[Stored data]
----------

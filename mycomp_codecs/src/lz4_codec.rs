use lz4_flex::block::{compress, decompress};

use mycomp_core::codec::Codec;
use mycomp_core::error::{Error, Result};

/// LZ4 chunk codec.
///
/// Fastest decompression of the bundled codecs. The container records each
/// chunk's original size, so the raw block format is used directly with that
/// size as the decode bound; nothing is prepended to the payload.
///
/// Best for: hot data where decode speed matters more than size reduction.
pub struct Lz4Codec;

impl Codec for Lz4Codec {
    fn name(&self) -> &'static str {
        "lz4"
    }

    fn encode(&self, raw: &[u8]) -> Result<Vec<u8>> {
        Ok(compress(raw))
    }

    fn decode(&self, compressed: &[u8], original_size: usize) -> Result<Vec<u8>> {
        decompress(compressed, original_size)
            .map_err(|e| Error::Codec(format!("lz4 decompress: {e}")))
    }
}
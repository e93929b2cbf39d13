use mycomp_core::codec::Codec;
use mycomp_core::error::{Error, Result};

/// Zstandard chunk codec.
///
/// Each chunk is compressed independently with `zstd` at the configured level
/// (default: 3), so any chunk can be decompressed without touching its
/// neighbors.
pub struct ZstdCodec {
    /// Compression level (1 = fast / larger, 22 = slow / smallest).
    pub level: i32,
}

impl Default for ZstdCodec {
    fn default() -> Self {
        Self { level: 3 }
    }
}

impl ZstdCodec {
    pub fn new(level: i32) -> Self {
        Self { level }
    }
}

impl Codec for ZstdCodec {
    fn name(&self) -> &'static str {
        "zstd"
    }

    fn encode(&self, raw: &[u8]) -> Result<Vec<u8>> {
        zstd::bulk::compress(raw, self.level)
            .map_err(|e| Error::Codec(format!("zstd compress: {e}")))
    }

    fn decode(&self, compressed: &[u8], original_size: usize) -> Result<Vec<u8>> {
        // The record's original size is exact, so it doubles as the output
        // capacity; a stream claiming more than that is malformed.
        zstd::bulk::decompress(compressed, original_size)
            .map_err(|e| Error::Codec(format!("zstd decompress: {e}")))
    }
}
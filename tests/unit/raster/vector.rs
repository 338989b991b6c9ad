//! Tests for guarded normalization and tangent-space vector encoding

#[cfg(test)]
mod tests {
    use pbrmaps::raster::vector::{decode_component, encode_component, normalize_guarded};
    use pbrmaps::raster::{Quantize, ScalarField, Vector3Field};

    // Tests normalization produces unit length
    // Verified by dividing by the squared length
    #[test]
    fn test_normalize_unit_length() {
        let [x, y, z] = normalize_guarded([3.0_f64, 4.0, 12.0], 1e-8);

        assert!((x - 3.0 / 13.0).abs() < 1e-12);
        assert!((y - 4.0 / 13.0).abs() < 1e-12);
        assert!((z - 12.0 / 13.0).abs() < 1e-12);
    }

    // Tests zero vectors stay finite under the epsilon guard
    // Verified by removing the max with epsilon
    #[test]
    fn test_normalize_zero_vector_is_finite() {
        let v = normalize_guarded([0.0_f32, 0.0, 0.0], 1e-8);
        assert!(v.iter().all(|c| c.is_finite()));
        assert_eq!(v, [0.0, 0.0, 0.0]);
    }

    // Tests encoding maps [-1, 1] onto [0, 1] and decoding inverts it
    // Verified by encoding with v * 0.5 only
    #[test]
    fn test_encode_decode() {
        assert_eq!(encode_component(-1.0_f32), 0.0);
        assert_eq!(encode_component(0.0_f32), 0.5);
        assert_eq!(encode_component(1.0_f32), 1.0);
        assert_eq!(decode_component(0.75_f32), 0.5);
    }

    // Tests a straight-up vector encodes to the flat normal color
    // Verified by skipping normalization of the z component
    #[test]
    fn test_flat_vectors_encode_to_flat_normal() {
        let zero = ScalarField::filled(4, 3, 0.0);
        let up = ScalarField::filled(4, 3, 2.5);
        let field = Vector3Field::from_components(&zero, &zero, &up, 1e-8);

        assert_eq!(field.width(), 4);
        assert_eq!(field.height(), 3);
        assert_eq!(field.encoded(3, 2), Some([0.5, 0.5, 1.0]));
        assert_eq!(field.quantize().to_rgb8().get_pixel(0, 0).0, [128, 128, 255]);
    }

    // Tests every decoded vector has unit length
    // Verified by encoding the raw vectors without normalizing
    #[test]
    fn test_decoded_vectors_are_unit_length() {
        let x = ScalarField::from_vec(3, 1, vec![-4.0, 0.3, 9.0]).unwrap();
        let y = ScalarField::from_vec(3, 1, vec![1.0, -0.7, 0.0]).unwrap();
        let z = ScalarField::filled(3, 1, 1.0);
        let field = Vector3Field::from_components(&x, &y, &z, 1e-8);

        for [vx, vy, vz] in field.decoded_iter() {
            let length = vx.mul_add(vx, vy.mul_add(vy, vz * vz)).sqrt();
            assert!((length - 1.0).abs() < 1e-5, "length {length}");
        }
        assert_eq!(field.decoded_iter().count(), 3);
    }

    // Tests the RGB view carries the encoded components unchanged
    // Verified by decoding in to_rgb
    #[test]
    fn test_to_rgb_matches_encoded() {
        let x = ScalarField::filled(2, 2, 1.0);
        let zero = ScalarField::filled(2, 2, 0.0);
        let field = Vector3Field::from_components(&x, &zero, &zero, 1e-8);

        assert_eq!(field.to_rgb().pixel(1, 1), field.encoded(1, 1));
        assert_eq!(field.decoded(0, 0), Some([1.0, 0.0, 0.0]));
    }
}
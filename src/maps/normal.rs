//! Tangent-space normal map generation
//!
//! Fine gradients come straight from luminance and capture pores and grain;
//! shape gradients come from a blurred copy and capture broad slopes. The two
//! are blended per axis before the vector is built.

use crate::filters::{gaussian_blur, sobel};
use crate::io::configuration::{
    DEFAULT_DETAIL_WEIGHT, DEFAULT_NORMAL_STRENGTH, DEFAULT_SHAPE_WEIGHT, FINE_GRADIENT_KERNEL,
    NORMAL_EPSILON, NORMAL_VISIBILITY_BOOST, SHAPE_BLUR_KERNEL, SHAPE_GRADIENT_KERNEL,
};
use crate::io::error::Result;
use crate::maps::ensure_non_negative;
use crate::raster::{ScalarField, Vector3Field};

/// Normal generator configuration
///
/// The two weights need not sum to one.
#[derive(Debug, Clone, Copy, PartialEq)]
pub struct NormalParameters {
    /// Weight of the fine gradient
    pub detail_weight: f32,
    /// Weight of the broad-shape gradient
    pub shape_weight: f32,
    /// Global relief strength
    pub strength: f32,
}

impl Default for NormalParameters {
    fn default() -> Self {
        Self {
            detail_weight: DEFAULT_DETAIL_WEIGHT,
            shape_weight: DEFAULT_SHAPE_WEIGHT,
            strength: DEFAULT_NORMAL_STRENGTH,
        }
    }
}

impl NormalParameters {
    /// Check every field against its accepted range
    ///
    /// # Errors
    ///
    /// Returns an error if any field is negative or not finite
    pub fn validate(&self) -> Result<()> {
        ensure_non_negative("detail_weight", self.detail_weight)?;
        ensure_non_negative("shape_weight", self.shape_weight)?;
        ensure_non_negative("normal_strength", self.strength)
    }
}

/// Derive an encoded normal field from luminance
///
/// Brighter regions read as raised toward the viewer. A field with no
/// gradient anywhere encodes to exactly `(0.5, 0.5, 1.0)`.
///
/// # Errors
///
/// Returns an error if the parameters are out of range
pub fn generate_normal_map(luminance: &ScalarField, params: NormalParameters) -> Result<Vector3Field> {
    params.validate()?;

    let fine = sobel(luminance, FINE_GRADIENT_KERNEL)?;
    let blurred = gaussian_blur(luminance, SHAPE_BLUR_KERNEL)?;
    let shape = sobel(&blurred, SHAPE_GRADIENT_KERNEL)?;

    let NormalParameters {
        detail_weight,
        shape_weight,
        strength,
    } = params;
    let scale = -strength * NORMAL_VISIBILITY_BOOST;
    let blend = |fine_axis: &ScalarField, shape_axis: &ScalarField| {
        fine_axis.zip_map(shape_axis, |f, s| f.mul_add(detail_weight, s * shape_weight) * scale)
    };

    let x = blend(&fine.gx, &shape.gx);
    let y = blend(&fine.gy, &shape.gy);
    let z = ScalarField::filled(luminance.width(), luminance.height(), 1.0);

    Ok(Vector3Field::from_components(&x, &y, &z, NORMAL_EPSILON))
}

----------

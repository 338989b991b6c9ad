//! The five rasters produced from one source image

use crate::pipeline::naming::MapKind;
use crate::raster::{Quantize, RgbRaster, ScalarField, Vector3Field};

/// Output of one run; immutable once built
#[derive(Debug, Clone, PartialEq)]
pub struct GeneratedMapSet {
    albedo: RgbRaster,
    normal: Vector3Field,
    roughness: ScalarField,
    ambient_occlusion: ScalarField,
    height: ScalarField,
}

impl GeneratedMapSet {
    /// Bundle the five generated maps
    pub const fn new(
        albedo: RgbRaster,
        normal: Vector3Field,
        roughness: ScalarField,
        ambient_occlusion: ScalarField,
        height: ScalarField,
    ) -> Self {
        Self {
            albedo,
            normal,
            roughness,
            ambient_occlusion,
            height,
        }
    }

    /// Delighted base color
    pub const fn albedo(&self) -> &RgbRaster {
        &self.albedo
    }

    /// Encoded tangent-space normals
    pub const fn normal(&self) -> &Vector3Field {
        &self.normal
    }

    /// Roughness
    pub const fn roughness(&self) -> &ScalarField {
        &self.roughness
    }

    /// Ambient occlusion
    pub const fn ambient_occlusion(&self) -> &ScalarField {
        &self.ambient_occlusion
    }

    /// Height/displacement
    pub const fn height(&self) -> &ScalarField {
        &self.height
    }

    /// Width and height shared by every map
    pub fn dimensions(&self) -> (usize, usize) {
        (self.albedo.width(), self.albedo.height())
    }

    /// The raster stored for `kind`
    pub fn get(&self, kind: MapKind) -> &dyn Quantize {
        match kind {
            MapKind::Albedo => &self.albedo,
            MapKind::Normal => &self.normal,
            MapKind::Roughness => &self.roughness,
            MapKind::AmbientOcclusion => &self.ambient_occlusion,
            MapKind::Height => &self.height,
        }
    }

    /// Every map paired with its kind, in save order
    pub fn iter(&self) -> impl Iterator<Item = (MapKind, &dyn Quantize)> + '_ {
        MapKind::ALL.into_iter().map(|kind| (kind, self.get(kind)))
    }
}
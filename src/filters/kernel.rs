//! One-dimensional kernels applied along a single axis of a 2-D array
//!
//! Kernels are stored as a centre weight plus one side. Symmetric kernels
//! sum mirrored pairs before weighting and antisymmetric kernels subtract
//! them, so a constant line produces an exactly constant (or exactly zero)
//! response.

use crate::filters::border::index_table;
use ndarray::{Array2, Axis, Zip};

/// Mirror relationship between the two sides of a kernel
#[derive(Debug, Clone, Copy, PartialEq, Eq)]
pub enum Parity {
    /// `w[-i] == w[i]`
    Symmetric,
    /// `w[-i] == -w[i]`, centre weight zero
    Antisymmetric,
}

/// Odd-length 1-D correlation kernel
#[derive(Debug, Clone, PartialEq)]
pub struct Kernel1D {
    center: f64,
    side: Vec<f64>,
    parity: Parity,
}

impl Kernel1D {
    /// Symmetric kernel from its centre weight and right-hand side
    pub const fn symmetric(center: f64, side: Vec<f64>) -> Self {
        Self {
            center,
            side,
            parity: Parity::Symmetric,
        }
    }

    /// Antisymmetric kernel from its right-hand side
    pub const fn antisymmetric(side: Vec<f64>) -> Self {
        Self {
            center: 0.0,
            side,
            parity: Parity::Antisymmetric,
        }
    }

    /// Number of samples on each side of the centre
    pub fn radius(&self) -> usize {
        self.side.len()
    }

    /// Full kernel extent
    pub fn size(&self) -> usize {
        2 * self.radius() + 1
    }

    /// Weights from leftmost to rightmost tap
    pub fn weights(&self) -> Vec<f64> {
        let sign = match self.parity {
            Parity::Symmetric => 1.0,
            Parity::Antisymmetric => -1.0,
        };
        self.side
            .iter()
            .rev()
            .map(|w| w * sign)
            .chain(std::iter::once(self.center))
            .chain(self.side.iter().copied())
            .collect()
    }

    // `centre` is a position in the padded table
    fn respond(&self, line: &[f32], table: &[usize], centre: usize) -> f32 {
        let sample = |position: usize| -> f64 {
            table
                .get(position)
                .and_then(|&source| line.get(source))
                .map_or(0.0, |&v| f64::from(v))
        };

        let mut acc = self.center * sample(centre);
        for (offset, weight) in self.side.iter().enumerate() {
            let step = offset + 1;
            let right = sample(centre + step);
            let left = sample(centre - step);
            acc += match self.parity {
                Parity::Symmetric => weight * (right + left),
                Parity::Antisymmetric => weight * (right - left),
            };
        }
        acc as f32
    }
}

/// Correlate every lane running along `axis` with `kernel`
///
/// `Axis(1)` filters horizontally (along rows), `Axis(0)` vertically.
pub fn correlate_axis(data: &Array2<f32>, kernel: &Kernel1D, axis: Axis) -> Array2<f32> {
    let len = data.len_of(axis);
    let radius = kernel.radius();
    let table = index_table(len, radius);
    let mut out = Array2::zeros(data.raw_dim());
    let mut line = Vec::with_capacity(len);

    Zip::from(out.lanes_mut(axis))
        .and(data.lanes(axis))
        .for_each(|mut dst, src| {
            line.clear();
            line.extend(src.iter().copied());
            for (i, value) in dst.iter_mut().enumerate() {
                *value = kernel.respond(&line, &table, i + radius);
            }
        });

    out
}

----------

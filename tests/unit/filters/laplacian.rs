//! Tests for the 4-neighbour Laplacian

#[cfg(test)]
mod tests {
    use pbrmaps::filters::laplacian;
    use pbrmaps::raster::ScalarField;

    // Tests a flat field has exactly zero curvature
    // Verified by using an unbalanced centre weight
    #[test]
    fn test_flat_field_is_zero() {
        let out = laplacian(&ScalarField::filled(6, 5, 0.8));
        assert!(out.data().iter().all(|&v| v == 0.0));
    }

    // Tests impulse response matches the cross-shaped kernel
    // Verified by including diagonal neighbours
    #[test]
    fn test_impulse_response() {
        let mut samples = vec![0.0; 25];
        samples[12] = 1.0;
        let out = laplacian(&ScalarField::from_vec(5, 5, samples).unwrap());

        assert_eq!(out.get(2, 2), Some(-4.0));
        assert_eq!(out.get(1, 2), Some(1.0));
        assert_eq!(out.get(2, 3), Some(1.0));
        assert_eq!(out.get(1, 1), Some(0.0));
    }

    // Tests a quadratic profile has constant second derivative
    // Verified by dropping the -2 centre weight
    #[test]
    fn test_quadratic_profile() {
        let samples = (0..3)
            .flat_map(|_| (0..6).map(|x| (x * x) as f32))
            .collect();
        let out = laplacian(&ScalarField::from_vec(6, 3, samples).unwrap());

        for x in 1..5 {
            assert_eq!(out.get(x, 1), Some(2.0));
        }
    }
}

----------

Exercise brief — Write down again, exactly as given, only the lines above that fall from the line with "filename mycomp_codecs/src/lz4_codec.rs" to the line with "zstd::bulk::compress(raw, self.level)", inclusive.

Result below —
filename mycomp_codecs/src/lz4_codec.rs
use lz4_flex::block::{compress, decompress};

use mycomp_core::codec::Codec;
use mycomp_core::error::{Error, Result};

/// LZ4 chunk codec.
///
/// Fastest decompression of the bundled codecs. The container records each
/// chunk's original size, so the raw block format is used directly with that
/// size as the decode bound; nothing is prepended to the payload.
///
/// Best for: hot data where decode speed matters more than size reduction.
pub struct Lz4Codec;

impl Codec for Lz4Codec {
    fn name(&self) -> &'static str {
        "lz4"
    }

    fn encode(&self, raw: &[u8]) -> Result<Vec<u8>> {
        Ok(compress(raw))
    }

    fn decode(&self, compressed: &[u8], original_size: usize) -> Result<Vec<u8>> {
        decompress(compressed, original_size)
            .map_err(|e| Error::Codec(format!("lz4 decompress: {e}")))
    }
}
repository e93929b2cbf39d13
use mycomp_core::codec::Codec;
use mycomp_core::error::{Error, Result};

/// Zstandard chunk codec.
///
/// Each chunk is compressed independently with `zstd` at the configured level
/// (default: 3), so any chunk can be decompressed without touching its
/// neighbors.
pub struct ZstdCodec {
    /// Compression level (1 = fast / larger, 22 = slow / smallest).
    pub level: i32,
}

impl Default for ZstdCodec {
    fn default() -> Self {
        Self { level: 3 }
    }
}

impl ZstdCodec {
    pub fn new(level: i32) -> Self {
        Self { level }
    }
}

impl Codec for ZstdCodec {
    fn name(&self) -> &'static str {
        "zstd"
    }

    fn encode(&self, raw: &[u8]) -> Result<Vec<u8>> {
        zstd::bulk::compress(raw, self.level)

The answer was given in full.